Assignment:
Print each of the entries exactly, leaving nothing out.

Exercise input below:

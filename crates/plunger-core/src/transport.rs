//! Actuator transport boundary
//!
//! The transport owns whatever physical bus reaches the driver boards. The
//! commit layer only asks it to apply one command to one output and reads back
//! whether the device confirmed, wants a retry later, or faulted.

use crate::time::Time;
use crate::{OutputKey, Value};
use futures::future::{self, FutureExt, LocalBoxFuture};
use std::cell::RefCell;
use std::collections::{HashMap, VecDeque};
use std::rc::Rc;
use thiserror::Error;

/// What to do to a device
#[derive(Debug, Clone, PartialEq)]
pub enum DeviceCommand {
    /// Hold a level value (lamp, flipper enable, display content)
    Set(Value),
    /// Energize for `ms` then release
    Pulse { ms: u64 },
}

/// A command addressed to one output
#[derive(Debug, Clone, PartialEq)]
pub struct DeviceRequest {
    pub key: OutputKey,
    pub command: DeviceCommand,
    /// Machine time the request was issued
    pub at: Time,
}

/// Non-fault result of a device call
#[derive(Debug, Clone, Copy, PartialEq, Eq)]
pub enum SetOutcome {
    /// The device now holds the requested state
    Confirmed,
    /// Not applied; try again after this many milliseconds
    RetryAfter(u64),
}

/// Recoverable device failure
#[derive(Error, Debug, Clone, PartialEq, Eq)]
#[error("device fault: {0}")]
pub struct DeviceFault(pub String);

/// Answer to a device call
pub enum DeviceReply {
    Ready(Result<SetOutcome, DeviceFault>),
    /// Completion arrives later; applied when the runtime settles
    Pending(LocalBoxFuture<'static, Result<SetOutcome, DeviceFault>>),
}

impl std::fmt::Debug for DeviceReply {
    fn fmt(&self, f: &mut std::fmt::Formatter<'_>) -> std::fmt::Result {
        match self {
            DeviceReply::Ready(r) => write!(f, "Ready({:?})", r),
            DeviceReply::Pending(_) => write!(f, "Pending"),
        }
    }
}

/// Injected device setter
pub trait Transport {
    fn set_device(&mut self, request: &DeviceRequest) -> DeviceReply;
}

/// Transport that confirms everything and talks to nothing
#[derive(Debug, Default, Clone, Copy)]
pub struct NullTransport;

impl Transport for NullTransport {
    fn set_device(&mut self, _request: &DeviceRequest) -> DeviceReply {
        DeviceReply::Ready(Ok(SetOutcome::Confirmed))
    }
}

#[derive(Debug)]
struct Scripted {
    result: Result<SetOutcome, DeviceFault>,
    deferred: bool,
}

#[derive(Debug, Default)]
struct Script {
    calls: Vec<DeviceRequest>,
    replies: HashMap<OutputKey, VecDeque<Scripted>>,
}

/// In-memory transport for tests and replays
///
/// Records every request and answers from per-output reply queues, confirming
/// once a queue is empty. Deferred replies come back as `DeviceReply::Pending`
/// and land when the runtime settles. Clones share the same log.
#[derive(Debug, Default, Clone)]
pub struct ScriptedTransport {
    script: Rc<RefCell<Script>>,
}

impl ScriptedTransport {
    pub fn new() -> Self {
        Self::default()
    }

    fn queue(&self, key: OutputKey, result: Result<SetOutcome, DeviceFault>, deferred: bool) {
        self.script
            .borrow_mut()
            .replies
            .entry(key)
            .or_default()
            .push_back(Scripted { result, deferred });
    }

    /// Queue the reply for the next call on `key`
    pub fn reply(&self, key: impl Into<OutputKey>, reply: Result<SetOutcome, DeviceFault>) {
        self.queue(key.into(), reply, false);
    }

    /// Queue an asynchronous reply for the next call on `key`
    pub fn reply_later(&self, key: impl Into<OutputKey>, reply: Result<SetOutcome, DeviceFault>) {
        self.queue(key.into(), reply, true);
    }

    /// Queue a fault for the next call on `key`
    pub fn fail_next(&self, key: impl Into<OutputKey>, reason: impl Into<String>) {
        self.reply(key, Err(DeviceFault(reason.into())));
    }

    /// Every request so far, in order
    pub fn calls(&self) -> Vec<DeviceRequest> {
        self.script.borrow().calls.clone()
    }

    /// Requests addressed to one output
    pub fn calls_for(&self, key: &OutputKey) -> Vec<DeviceRequest> {
        self.script
            .borrow()
            .calls
            .iter()
            .filter(|c| c.key == *key)
            .cloned()
            .collect()
    }

    pub fn clear(&self) {
        self.script.borrow_mut().calls.clear();
    }
}

impl Transport for ScriptedTransport {
    fn set_device(&mut self, request: &DeviceRequest) -> DeviceReply {
        let mut script = self.script.borrow_mut();
        script.calls.push(request.clone());
        match script.replies.get_mut(&request.key).and_then(VecDeque::pop_front) {
            Some(Scripted { result, deferred: true }) => {
                DeviceReply::Pending(future::ready(result).boxed_local())
            }
            Some(Scripted { result, .. }) => DeviceReply::Ready(result),
            None => DeviceReply::Ready(Ok(SetOutcome::Confirmed)),
        }
    }
}

#[cfg(test)]
mod tests {
    use super::*;

    fn request(key: &str) -> DeviceRequest {
        DeviceRequest {
            key: key.into(),
            command: DeviceCommand::Set(Value::Bool(true)),
            at: 0,
        }
    }

    #[test]
    fn test_scripted_replies_then_confirms() {
        let transport = ScriptedTransport::new();
        transport.reply("gi", Ok(SetOutcome::RetryAfter(10)));
        transport.fail_next("gi", "node board offline");
        let mut t = transport.clone();

        let r1 = t.set_device(&request("gi"));
        assert!(matches!(r1, DeviceReply::Ready(Ok(SetOutcome::RetryAfter(10)))));
        let r2 = t.set_device(&request("gi"));
        assert!(matches!(r2, DeviceReply::Ready(Err(_))));
        let r3 = t.set_device(&request("gi"));
        assert!(matches!(r3, DeviceReply::Ready(Ok(SetOutcome::Confirmed))));
        let r4 = t.set_device(&request("other"));
        assert!(matches!(r4, DeviceReply::Ready(Ok(SetOutcome::Confirmed))));

        assert_eq!(transport.calls().len(), 4);
        assert_eq!(transport.calls_for(&"gi".into()).len(), 3);
    }

    #[test]
    fn test_deferred_reply_is_pending() {
        let transport = ScriptedTransport::new();
        transport.reply_later("flasher", Err(DeviceFault("timeout".into())));
        let mut t = transport.clone();

        let DeviceReply::Pending(reply) = t.set_device(&request("flasher")) else {
            panic!("expected a pending reply");
        };
        let result = futures::executor::block_on(reply);
        assert_eq!(result, Err(DeviceFault("timeout".into())));
        assert!(matches!(
            t.set_device(&request("flasher")),
            DeviceReply::Ready(Ok(SetOutcome::Confirmed))
        ));
    }
}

End of Exercise input.

Output below:
filename crates/plunger-core/src/transport.rs
//! Actuator transport boundary
//!
//! The transport owns whatever physical bus reaches the driver boards. The
//! commit layer only asks it to apply one command to one output and reads back
//! whether the device confirmed, wants a retry later, or faulted.

use crate::time::Time;
use crate::{OutputKey, Value};
use futures::future::{self, FutureExt, LocalBoxFuture};
use std::cell::RefCell;
use std::collections::{HashMap, VecDeque};
use std::rc::Rc;
use thiserror::Error;

/// What to do to a device
#[derive(Debug, Clone, PartialEq)]
pub enum DeviceCommand {
    /// Hold a level value (lamp, flipper enable, display content)
    Set(Value),
    /// Energize for `ms` then release
    Pulse { ms: u64 },
}

/// A command addressed to one output
#[derive(Debug, Clone, PartialEq)]
pub struct DeviceRequest {
    pub key: OutputKey,
    pub command: DeviceCommand,
    /// Machine time the request was issued
    pub at: Time,
}

/// Non-fault result of a device call
#[derive(Debug, Clone, Copy, PartialEq, Eq)]
pub enum SetOutcome {
    /// The device now holds the requested state
    Confirmed,
    /// Not applied; try again after this many milliseconds
    RetryAfter(u64),
}

/// Recoverable device failure
#[derive(Error, Debug, Clone, PartialEq, Eq)]
#[error("device fault: {0}")]
pub struct DeviceFault(pub String);

/// Answer to a device call
pub enum DeviceReply {
    Ready(Result<SetOutcome, DeviceFault>),
    /// Completion arrives later; applied when the runtime settles
    Pending(LocalBoxFuture<'static, Result<SetOutcome, DeviceFault>>),
}

impl std::fmt::Debug for DeviceReply {
    fn fmt(&self, f: &mut std::fmt::Formatter<'_>) -> std::fmt::Result {
        match self {
            DeviceReply::Ready(r) => write!(f, "Ready({:?})", r),
            DeviceReply::Pending(_) => write!(f, "Pending"),
        }
    }
}

/// Injected device setter
pub trait Transport {
    fn set_device(&mut self, request: &DeviceRequest) -> DeviceReply;
}

/// Transport that confirms everything and talks to nothing
#[derive(Debug, Default, Clone, Copy)]
pub struct NullTransport;

impl Transport for NullTransport {
    fn set_device(&mut self, _request: &DeviceRequest) -> DeviceReply {
        DeviceReply::Ready(Ok(SetOutcome::Confirmed))
    }
}

#[derive(Debug)]
struct Scripted {
    result: Result<SetOutcome, DeviceFault>,
    deferred: bool,
}

#[derive(Debug, Default)]
struct Script {
    calls: Vec<DeviceRequest>,
    replies: HashMap<OutputKey, VecDeque<Scripted>>,
}

/// In-memory transport for tests and replays
///
/// Records every request and answers from per-output reply queues, confirming
/// once a queue is empty. Deferred replies come back as `DeviceReply::Pending`
/// and land when the runtime settles. Clones share the same log.
#[derive(Debug, Default, Clone)]
pub struct ScriptedTransport {
    script: Rc<RefCell<Script>>,
}

impl ScriptedTransport {
    pub fn new() -> Self {
        Self::default()
    }

    fn queue(&self, key: OutputKey, result: Result<SetOutcome, DeviceFault>, deferred: bool) {
        self.script
            .borrow_mut()
            .replies
            .entry(key)
            .or_default()
            .push_back(Scripted { result, deferred });
    }

    /// Queue the reply for the next call on `key`
    pub fn reply(&self, key: impl Into<OutputKey>, reply: Result<SetOutcome, DeviceFault>) {
        self.queue(key.into(), reply, false);
    }

    /// Queue an asynchronous reply for the next call on `key`
    pub fn reply_later(&self, key: impl Into<OutputKey>, reply: Result<SetOutcome, DeviceFault>) {
        self.queue(key.into(), reply, true);
    }

    /// Queue a fault for the next call on `key`
    pub fn fail_next(&self, key: impl Into<OutputKey>, reason: impl Into<String>) {
        self.reply(key, Err(DeviceFault(reason.into())));
    }

    /// Every request so far, in order
    pub fn calls(&self) -> Vec<DeviceRequest> {
        self.script.borrow().calls.clone()
    }

    /// Requests addressed to one output
    pub fn calls_for(&self, key: &OutputKey) -> Vec<DeviceRequest> {
        self.script
            .borrow()
            .calls
            .iter()
            .filter(|c| c.key == *key)
            .cloned()
            .collect()
    }

    pub fn clear(&self) {
        self.script.borrow_mut().calls.clear();
    }
}

impl Transport for ScriptedTransport {
    fn set_device(&mut self, request: &DeviceRequest) -> DeviceReply {
        let mut script = self.script.borrow_mut();
        script.calls.push(request.clone());
        match script.replies.get_mut(&request.key).and_then(VecDeque::pop_front) {
            Some(Scripted { result, deferred: true }) => {
                DeviceReply::Pending(future::ready(result).boxed_local())
            }
            Some(Scripted { result, .. }) => DeviceReply::Ready(result),
            None => DeviceReply::Ready(Ok(SetOutcome::Confirmed)),
        }
    }
}

#[cfg(test)]
mod tests {
    use super::*;

    fn request(key: &str) -> DeviceRequest {
        DeviceRequest {
            key: key.into(),
            command: DeviceCommand::Set(Value::Bool(true)),
            at: 0,
        }
    }

    #[test]
    fn test_scripted_replies_then_confirms() {
        let transport = ScriptedTransport::new();
        transport.reply("gi", Ok(SetOutcome::RetryAfter(10)));
        transport.fail_next("gi", "node board offline");
        let mut t = transport.clone();

        let r1 = t.set_device(&request("gi"));
        assert!(matches!(r1, DeviceReply::Ready(Ok(SetOutcome::RetryAfter(10)))));
        let r2 = t.set_device(&request("gi"));
        assert!(matches!(r2, DeviceReply::Ready(Err(_))));
        let r3 = t.set_device(&request("gi"));
        assert!(matches!(r3, DeviceReply::Ready(Ok(SetOutcome::Confirmed))));
        let r4 = t.set_device(&request("other"));
        assert!(matches!(r4, DeviceReply::Ready(Ok(SetOutcome::Confirmed))));

        assert_eq!(transport.calls().len(), 4);
        assert_eq!(transport.calls_for(&"gi".into()).len(), 3);
    }

    #[test]
    fn test_deferred_reply_is_pending() {
        let transport = ScriptedTransport::new();
        transport.reply_later("flasher", Err(DeviceFault("timeout".into())));
        let mut t = transport.clone();

        let DeviceReply::Pending(reply) = t.set_device(&request("flasher")) else {
            panic!("expected a pending reply");
        };
        let result = futures::executor::block_on(reply);
        assert_eq!(result, Err(DeviceFault("timeout".into())));
        assert!(matches!(
            t.set_device(&request("flasher")),
            DeviceReply::Ready(Ok(SetOutcome::Confirmed))
        ));
    }
}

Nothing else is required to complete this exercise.